Rachel held her hand tightly for a minute in silence; then she said, in a low but firm voice: "I will try to realize your belief. I should be too unworthy if I failed to do my very best. There! I have discarded the past; you shall hear of it no more."
They were silent for a while; then a solemn old eight-day clock with a fine tone struck loudly and deliberatedly in the room below. Katherine, with a smile, counted each stroke. "Nine!" she exclaimed, when the last had sounded; "and though it is 9 P.M., let it be the first hour of your new life." She rose, and passing her arm over Rachel's shoulder, kissed her once more with sisterly warmth. "Mr. Payne is waiting for me, so I must leave you. I have sent you some books; I have but few here. One will amuse you, I am sure, though it is old enough—a translation of the Memoirs of Madam d'Abrantes. It is full of such quaint pictures of the great Napoleon's court, and does not display much dignity or nobility, yet it is an honest sort of book."

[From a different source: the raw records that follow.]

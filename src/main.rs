use anyhow::{Context, Result};
use clap::Parser;
use std::path::PathBuf;
use std::sync::Arc;
use tracing_subscriber::{layer::SubscriberExt, util::SubscriberInitExt};

use dealdesk::config::Config;
use dealdesk::AppState;

#[derive(Parser, Debug)]
#[command(name = "dealdesk")]
#[command(author, version, about = "Authentication and session backend for the DealDesk CRM dashboard", long_about = None)]
struct Cli {
    /// Path to configuration file
    #[arg(short, long, default_value = "dealdesk.toml")]
    config: PathBuf,

    /// Override log level
    #[arg(short, long)]
    log_level: Option<String>,
}

#[tokio::main]
async fn main() -> Result<()> {
    let cli = Cli::parse();

    let config = Config::load(&cli.config)?;

    let log_level = cli
        .log_level
        .as_ref()
        .unwrap_or(&config.logging.level)
        .clone();

    tracing_subscriber::registry()
        .with(
            tracing_subscriber::EnvFilter::try_from_default_env()
                .unwrap_or_else(|_| tracing_subscriber::EnvFilter::new(&log_level)),
        )
        .with(tracing_subscriber::fmt::layer())
        .init();

    tracing::info!("Starting DealDesk v{}", env!("CARGO_PKG_VERSION"));

    if config.auth.uses_default_secret() {
        tracing::warn!(
            "auth.jwt_secret is the built-in development default; set DEALDESK_JWT_SECRET before exposing this server"
        );
    }

    std::fs::create_dir_all(&config.server.data_dir).with_context(|| {
        format!(
            "Failed to create data directory: {}",
            config.server.data_dir.display()
        )
    })?;

    let db = dealdesk::db::init(&config.server.data_dir).await?;

    let state = Arc::new(AppState::new(config.clone(), db));
    let app = dealdesk::api::create_router(state);

    let addr = format!("{}:{}", config.server.host, config.server.port);
    let listener = tokio::net::TcpListener::bind(&addr).await?;

    tracing::info!("API server listening on http://{}", addr);

    axum::serve(listener, app)
        .with_graceful_shutdown(shutdown_signal())
        .await?;

    tracing::info!("Server stopped");
    Ok(())
}

async fn shutdown_signal() {
    let ctrl_c = async {
        tokio::signal::ctrl_c()
            .await
            .expect("Failed to install Ctrl+C handler");
    };

    #[cfg(unix)]
    let terminate = async {
        tokio::signal::unix::signal(tokio::signal::unix::SignalKind::terminate())
            .expect("Failed to install signal handler")
            .recv()
            .await;
    };

    #[cfg(not(unix))]
    let terminate = std::future::pending::<()>();

    tokio::select! {
        _ = ctrl_c => {},
        _ = terminate => {},
    }

    tracing::info!("Shutdown signal received");
}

"Thank you. I don't want novels now; they generally pain me. But my greatest solace is to forget myself in a book."
Bertie Payne's visit was a very happy one. The boys adored him, and subjects of discussion and difference of opinion never failed between Katherine and himself. She consulted him as to what school would be best for Cecil, and he advised that he should be left as a boarder at the one which he now attended, and where he had made fair progress, when Miss Payne and Katherine returned to town.
Bertie looked a new man when he bade them good-by, promising to come again soon.
Beyond sending a newspaper which recorded his victory in the Barton Towers steeple-chase De Burgh made no sign, and life ran smoothly in its ordinary grooves at Sandbourne.
Rachel Trant revived marvellously. The change of scene, the fresh salt-air, above all the society of Katherine, who frequently visited and walked with her, all combined to give her new life—even emboldening her to look at the future. Her manner, always grave and respectful, won reluctant approval from Miss Payne. And the boys were always pleased to run to the boatman's cottage with flowers or fruit, and talk to, or rather question, their new friend. Rachel seemed always glad to see them, though she evidently shrank from returning their visits. She was never quite herself, or off guard, except when alone with Katherine. Then she spoke out of her heart, and uttered thoughts and opinions which often surprised Katherine, and set her thinking more seriously than she had ever done before. Finally, hearing from her good old landlady that some of her customers had returned to town and were inquiring for her, Rachel said it was time her holiday came to an end.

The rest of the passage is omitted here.